Stealing state money has become a favorite sport among Cameroonians. Most Cameroonian civil servants, especially customs officials, tax inspectors, and heads of national corporations are clearly living well beyond their means and most of them have their children out of the country, mostly in Western countries where the stolen money is safely kept.
But this week, the country has been asking if the country’s economy will ever recover following the arrest of a former minister of defense, Alain Edgar Mebe Ngo’o, for the embezzlement of billions of taxpayers’ money. Pictures of the former minister’s mansion have been trending online and many Cameroonians are shocked at the display of opulence by Mr. Biya’s ministers.

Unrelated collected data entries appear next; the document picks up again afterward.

mod client;
mod cmd;
mod output;
mod root;

use clap::{Parser, Subcommand};
use cmd::settings::SettingsSubcommand;
use std::path::PathBuf;

#[derive(Parser)]
#[command(
    name = "swea",
    about = "AI software engineer assistant: run the server or talk to it",
    version,
    propagate_version = true
)]
struct Cli {
    /// Workspace root holding .swea/ (default: auto-detect, else cwd)
    #[arg(long, global = true, env = "SWEA_ROOT")]
    root: Option<PathBuf>,

    /// Server base URL for client commands
    #[arg(
        long,
        global = true,
        env = "SWEA_SERVER",
        default_value = "http://localhost:1337"
    )]
    server: String,

    /// Output as JSON
    #[arg(long, global = true, short = 'j')]
    json: bool,

    #[command(subcommand)]
    command: Commands,
}

#[derive(Subcommand)]
enum Commands {
    /// Start the HTTP and realtime server
    Serve {
        /// Address to bind (default: server.host from config)
        #[arg(long)]
        host: Option<String>,
        /// Port to listen on (default: server.port from config)
        #[arg(long)]
        port: Option<u16>,
    },

    /// Check the server and list its models and search engines
    Status,

    /// List projects
    Projects,

    /// Create a project
    New { name: String },

    /// Delete a project, its messages and agent state
    Delete { name: String },

    /// Show a project's messages
    Messages { project: String },

    /// Send a message, or chat interactively when no message is given
    Chat {
        #[arg(long, short = 'p')]
        project: String,
        /// Model id (default: server's defaults.model)
        #[arg(long, short = 'm')]
        model: Option<String>,
        /// Search engine: bing, google or duckduckgo
        #[arg(long, short = 'e')]
        engine: Option<String>,
        message: Vec<String>,
    },

    /// Show the latest agent state of a project
    State { project: String },

    /// Show a project's cumulative token usage
    Tokens { project: String },

    /// Stop a project's active run
    Stop { project: String },

    /// Print the server log
    Logs,

    /// Read or update server settings
    Settings {
        #[command(subcommand)]
        subcommand: SettingsSubcommand,
    },
}

fn main() {
    let cli = Cli::parse();
    let root = root::resolve_root(cli.root.as_deref());

    if let Commands::Serve { .. } = cli.command {
        if let Err(e) = swea_server::logging::init(&root, tracing::Level::INFO) {
            eprintln!("error: {e:#}");
            std::process::exit(1);
        }
    } else {
        tracing_subscriber::fmt()
            .with_env_filter(
                tracing_subscriber::EnvFilter::from_default_env()
                    .add_directive(tracing::Level::WARN.into()),
            )
            .with_target(false)
            .init();
    }

    let server = cli.server.as_str();
    let json = cli.json;
    let result = match cli.command {
        Commands::Serve { host, port } => cmd::serve::run(&root, host, port),
        Commands::Status => cmd::status::run(server, json),
        Commands::Projects => cmd::project::list(server, json),
        Commands::New { name } => cmd::project::create(server, &name, json),
        Commands::Delete { name } => cmd::project::delete(server, &name, json),
        Commands::Messages { project } => cmd::project::messages(server, &project, json),
        Commands::Chat {
            project,
            model,
            engine,
            message,
        } => cmd::chat::run(
            server,
            cmd::chat::ChatArgs {
                project: &project,
                model: model.as_deref(),
                engine: engine.as_deref(),
            },
            message,
            json,
        ),
        Commands::State { project } => cmd::agent::state(server, &project, json),
        Commands::Tokens { project } => cmd::agent::tokens(server, &project, json),
        Commands::Stop { project } => cmd::agent::stop(server, &project, json),
        Commands::Logs => cmd::logs::run(server, json),
        Commands::Settings { subcommand } => cmd::settings::run(server, subcommand, json),
    };

    if let Err(e) = result {
        // Print the full error chain (anyhow's alternate Display)
        eprintln!("error: {e:#}");
        std::process::exit(1);
    }
}
use axum::extract::State;
use axum::response::sse::{Event, KeepAlive, Sse};
use std::convert::Infallible;
use tokio_stream::wrappers::BroadcastStream;
use tokio_stream::StreamExt as _;

use crate::state::AppState;

/// GET /api/events: SSE stream of realtime channel events. Events sent before
/// the client connected are not replayed.
pub async fn sse_events(State(app): State<AppState>) -> impl axum::response::IntoResponse {
    let rx = app.channel.subscribe();
    let stream = BroadcastStream::new(rx).filter_map(|msg| {
        msg.ok().map(|ev| {
            Ok::<Event, Infallible>(Event::default().event(ev.event).data(ev.data.to_string()))
        })
    });
    Sse::new(stream).keep_alive(KeepAlive::default())
}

Mr. Mebe Ngo’o’s case seems to be the worst in the country’s history. His wife, children and nephews are all involved and the list of his assets has left many Cameroonians wondering if this will ever stop. For more than three decades, the country’s government has been conducting itself like a crime syndicate and many members of the president’s ruling party are considered as Mafia kingpins who hold that they are above the law.
While the country is bleeding money and jobs, many members of the country’s ruling party have become very rich. The country’s economy is in a free fall and if something is not done, it will collapse and many lives will be exposed to hardship and death. The corruption has become all pervasive and it has now reached other sectors of the economy.

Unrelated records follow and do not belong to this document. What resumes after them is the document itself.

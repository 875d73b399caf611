use crate::error::Result;
use std::io::Write;
use std::path::Path;
use tempfile::NamedTempFile;

/// Atomically write `data` to `path` using a tempfile in the same directory.
/// Prevents partial writes from corrupting the config file.
pub fn atomic_write(path: &Path, data: &[u8]) -> Result<()> {
    if let Some(parent) = path.parent() {
        std::fs::create_dir_all(parent)?;
    }
    let dir = path.parent().unwrap_or(Path::new("."));
    let mut tmp = NamedTempFile::new_in(dir)?;
    tmp.write_all(data)?;
    tmp.persist(path).map_err(|e| e.error)?;
    Ok(())
}

/// Create a directory and all parents, idempotent.
pub fn ensure_dir(path: &Path) -> Result<()> {
    std::fs::create_dir_all(path)?;
    Ok(())
}

/// Read a text file, returning an empty string when it does not exist.
pub fn read_or_empty(path: &Path) -> Result<String> {
    match std::fs::read_to_string(path) {
        Ok(s) => Ok(s),
        Err(e) if e.kind() == std::io::ErrorKind::NotFound => Ok(String::new()),
        Err(e) => Err(e.into()),
    }
}

#[cfg(test)]
mod tests {
    use super::*;
    use tempfile::TempDir;

    #[test]
    fn atomic_write_creates_file() {
        let dir = TempDir::new().unwrap();
        let path = dir.path().join("config.yaml");
        atomic_write(&path, b"version: 1").unwrap();
        assert_eq!(std::fs::read_to_string(&path).unwrap(), "version: 1");
    }

    #[test]
    fn atomic_write_creates_parents() {
        let dir = TempDir::new().unwrap();
        let path = dir.path().join("a/b/c/config.yaml");
        atomic_write(&path, b"data").unwrap();
        assert!(path.exists());
    }

    #[test]
    fn atomic_write_replaces_existing() {
        let dir = TempDir::new().unwrap();
        let path = dir.path().join("config.yaml");
        atomic_write(&path, b"old").unwrap();
        atomic_write(&path, b"new").unwrap();
        assert_eq!(std::fs::read_to_string(&path).unwrap(), "new");
    }

    #[test]
    fn read_or_empty_missing_file() {
        let dir = TempDir::new().unwrap();
        assert_eq!(read_or_empty(&dir.path().join("nope.log")).unwrap(), "");
    }
}
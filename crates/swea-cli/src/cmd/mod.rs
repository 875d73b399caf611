pub mod agent;
pub mod chat;
pub mod logs;
pub mod project;
pub mod serve;
pub mod settings;
pub mod status;
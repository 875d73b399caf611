use anyhow::Result;

use crate::client::{ApiClient, DEFAULT_TIMEOUT};
use crate::output::print_json;

pub fn run(server: &str, json: bool) -> Result<()> {
    let resp = ApiClient::new(server, DEFAULT_TIMEOUT).get("/api/logs")?;
    if json {
        return print_json(&resp);
    }
    print!("{}", resp["logs"].as_str().unwrap_or_default());
    Ok(())
}
//! `swea-llm`: chat-completion client used by the swea agent runner.
//!
//! # Architecture
//!
//! ```text
//! AgentRunner
//!     │  &[ChatMessage]
//!     ▼
//! dyn LlmClient        ← trait seam; tests inject scripted clients
//!     │
//!     ▼
//! OpenRouterClient     ← POST /api/v1/chat/completions, one request per call
//!     │
//!     ▼
//! ChatResponse         ← reply text + token usage
//! ```
//!
//! The client makes exactly one request per call: no retry, no
//! streaming. Failures come back as [`LlmError`] and the caller decides how to
//! degrade.

pub mod client;
pub mod error;
pub mod openrouter;
pub mod types;

pub use client::LlmClient;
pub use error::LlmError;
pub use openrouter::OpenRouterClient;
pub use types::{ChatMessage, ChatOptions, ChatResponse, Role, TokenUsage};

/// Convenience `Result` alias for this crate.
pub type Result<T> = std::result::Result<T, LlmError>;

Schools, banks and hospitals have not been spared by this cancer that is tearing the country apart. The country’s hospitals have been ruined by corruption and most of them are more of consultation clinics. The country’s death rate has risen and it is even unsettling to know that medical doctors are more interested in money than in the health of their patients.

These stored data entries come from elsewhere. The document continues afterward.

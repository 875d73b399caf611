//! OpenRouter chat-completions client. One HTTP request per call.

use std::time::Duration;

use async_trait::async_trait;
use reqwest::Client;
use serde::{Deserialize, Serialize};
use tracing::{debug, error};

use crate::client::LlmClient;
use crate::error::LlmError;
use crate::types::{ChatMessage, ChatOptions, ChatResponse, TokenUsage};
use crate::Result;

pub const DEFAULT_ENDPOINT: &str = "https://openrouter.ai/api/v1/chat/completions";

/// OpenRouter API client.
#[derive(Debug, Clone)]
pub struct OpenRouterClient {
    http: Client,
    api_key: Option<String>,
    endpoint: String,
}

impl OpenRouterClient {
    /// Build a client. A missing key is not an error here: every call then
    /// fails with [`LlmError::MissingApiKey`], so the server still starts.
    pub fn new(
        api_key: Option<String>,
        endpoint: impl Into<String>,
        timeout: Duration,
    ) -> Result<Self> {
        let http = Client::builder()
            .timeout(timeout)
            .build()
            .map_err(|e| LlmError::Network(format!("failed to build HTTP client: {e}")))?;
        Ok(Self {
            http,
            api_key,
            endpoint: endpoint.into(),
        })
    }

    pub fn endpoint(&self) -> &str {
        &self.endpoint
    }

    pub fn has_api_key(&self) -> bool {
        self.api_key.is_some()
    }
}

#[async_trait]
impl LlmClient for OpenRouterClient {
    async fn chat_completion(
        &self,
        model: &str,
        messages: &[ChatMessage],
        options: &ChatOptions,
    ) -> Result<ChatResponse> {
        let api_key = self
            .api_key
            .as_deref()
            .ok_or(LlmError::MissingApiKey("openrouter"))?;

        let request = OpenRouterRequest {
            model,
            messages,
            max_tokens: options.max_tokens,
            temperature: options.temperature,
        };

        debug!(model = %model, messages = messages.len(), "sending chat completion");

        let response = self
            .http
            .post(&self.endpoint)
            .bearer_auth(api_key)
            .json(&request)
            .send()
            .await?;

        let status = response.status();
        let body = response.text().await?;
        debug!(status = %status, "chat completion response");

        if !status.is_success() {
            let message = error_message(&body);
            error!(status = status.as_u16(), message = %message, "provider error");
            if status.as_u16() == 429 {
                return Err(LlmError::RateLimited(message));
            }
            return Err(LlmError::Api {
                status: status.as_u16(),
                message,
            });
        }

        parse_response(&body)
    }

    fn name(&self) -> &'static str {
        "openrouter"
    }
}

// ─── Wire types ───────────────────────────────────────────────────────────

#[derive(Debug, Serialize)]
struct OpenRouterRequest<'a> {
    model: &'a str,
    messages: &'a [ChatMessage],
    #[serde(skip_serializing_if = "Option::is_none")]
    max_tokens: Option<u32>,
    #[serde(skip_serializing_if = "Option::is_none")]
    temperature: Option<f64>,
}

#[derive(Debug, Deserialize)]
struct OpenRouterResponse {
    #[serde(default)]
    choices: Vec<OpenRouterChoice>,
    #[serde(default)]
    usage: Option<OpenRouterUsage>,
    #[serde(default)]
    model: Option<String>,
    #[serde(default)]
    error: Option<OpenRouterError>,
}

#[derive(Debug, Deserialize)]
struct OpenRouterChoice {
    message: OpenRouterMessage,
}

#[derive(Debug, Deserialize)]
struct OpenRouterMessage {
    #[serde(default)]
    content: Option<String>,
}

#[derive(Debug, Deserialize)]
struct OpenRouterUsage {
    prompt_tokens: u64,
    completion_tokens: u64,
}

#[derive(Debug, Deserialize)]
struct OpenRouterError {
    #[serde(default)]
    code: Option<u16>,
    message: String,
}

#[derive(Debug, Deserialize)]
struct ErrorEnvelope {
    error: OpenRouterError,
}

fn parse_response(body: &str) -> Result<ChatResponse> {
    let parsed: OpenRouterResponse = serde_json::from_str(body)
        .map_err(|e| LlmError::InvalidResponse(format!("{e}: {body}")))?;

    // OpenRouter reports some upstream failures inside a 200 response.
    if let Some(err) = parsed.error {
        return Err(LlmError::Api {
            status: err.code.unwrap_or(502),
            message: err.message,
        });
    }

    let content = parsed
        .choices
        .into_iter()
        .next()
        .and_then(|c| c.message.content)
        .ok_or_else(|| LlmError::InvalidResponse("no choices in response".to_string()))?;

    Ok(ChatResponse {
        content,
        usage: parsed
            .usage
            .map(|u| TokenUsage::new(u.prompt_tokens, u.completion_tokens)),
        model: parsed.model,
    })
}

/// Prefer the provider's `error.message`; fall back to the raw body.
fn error_message(body: &str) -> String {
    serde_json::from_str::<ErrorEnvelope>(body)
        .map(|e| e.error.message)
        .unwrap_or_else(|_| body.trim().to_string())
}

// ─── Tests ────────────────────────────────────────────────────────────────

Regarding the financial sector, it could be said that it too has been hit hard by corruption as a result of what is happening in government circles. Late last year, the Central African Banking Commission (Cobac) issued sanctions on Cameroonian bank managers for various acts of corruption. This followed its September 22, 2018, meeting, the conclusions of which were published by Abbas Mahamat Tolli, the commission’s Chairman and Governor of BEAC.
The concerned managers reportedly violated exchange regulations and did not comply with prudential standards. Those affected by that decision included Alphonse Nafack, MD of Afriland First Bank; Isong Udom of United Bank for Africa; Gwendoline Nzo-Nguty Abunaw of Ecobank Cameroon; Waidi Loukoumanou of BGFIBank Cameroon as well as André Alexis Megudju, Managing Director of Crédit communautaire d’Afrique, a former microfinance institution that received Cobac’s banking accreditation in March 2017.
Furthermore, Cobac also examined seven financial institutions accused of non-compliance with banking regulations, lack of internal control and money laundering, among others. According to the regulator, these institutions have freed themselves from the rules governing the foreign exchange market.
This is the story of a country that has made corruption its hallmark. The story of Cameroon’s corruption is one that will continue for a long time, as long as the government does not find anything wrong with its ways. Corruption has blighted many lives. Many young Cameroonians are unemployed and millions are looking outwards for opportunities in distant lands. Today, it is normal for young Cameroonians to hold that their country has no plans for them and this is causing the country to lose many talented people. The brain drain has reached alarming proportions and it will be difficult for the government to reverse this unfortunate trend.